Perinatal: Full-term vaginal birth. Childhood: Started biting her fingers. Started playing in school orchestra. Adolescence: Had many friends. Participated in a number of school organizations. Adulthood: Graduate student in music education for the past two months. Unemployed. Had worked in retail sales. Identifies as a Methodist. Has the same boyfriend for the past two years. No military service or legal history. TRAUMA/ABUSE HISTORY: Denied.

MENTAL STATUS EXAMINATION

Appearance: Well groomed. Fingers are visibly scarred above the proximal interphalangeal joint. Behavior and psychomotor activity: Good eye contact. No motor abnormalities. Cooperative. Consciousness: Alert but appears tired. Orientation: Oriented to all three spheres. Memory: Grossly intact. Concentration and attention: Reports difficulty concentrating. Pacing at night and unable to focus on her school requirements.

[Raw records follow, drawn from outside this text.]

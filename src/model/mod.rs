//! Catalog data: the authoritative [`Product`] record, the boundary DTOs that
//! feed it and the client-facing [`ProductView`] projection.

pub mod product;
pub mod user;
pub mod view;

pub use product::*;
pub use user::*;
pub use view::*;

Was generally attentive and focused during the interview. Visuospatial ability: Not assessed. Abstract thought: Not assessed formally but seems satisfactory. Intellectual functioning: Average or above. Speech and language: Normal rate and volume. Perceptions: No altered perceptions. Thought processes: Organized and logical. Thought content: Preoccupied with academic demands. Suicidality and homicidality: Denied. Mood: Anxious. Affect: Full range. Mood congruent. Impulse control: Good other than not being able to control biting her fingers. Judgment/Insight/Reliability: Good.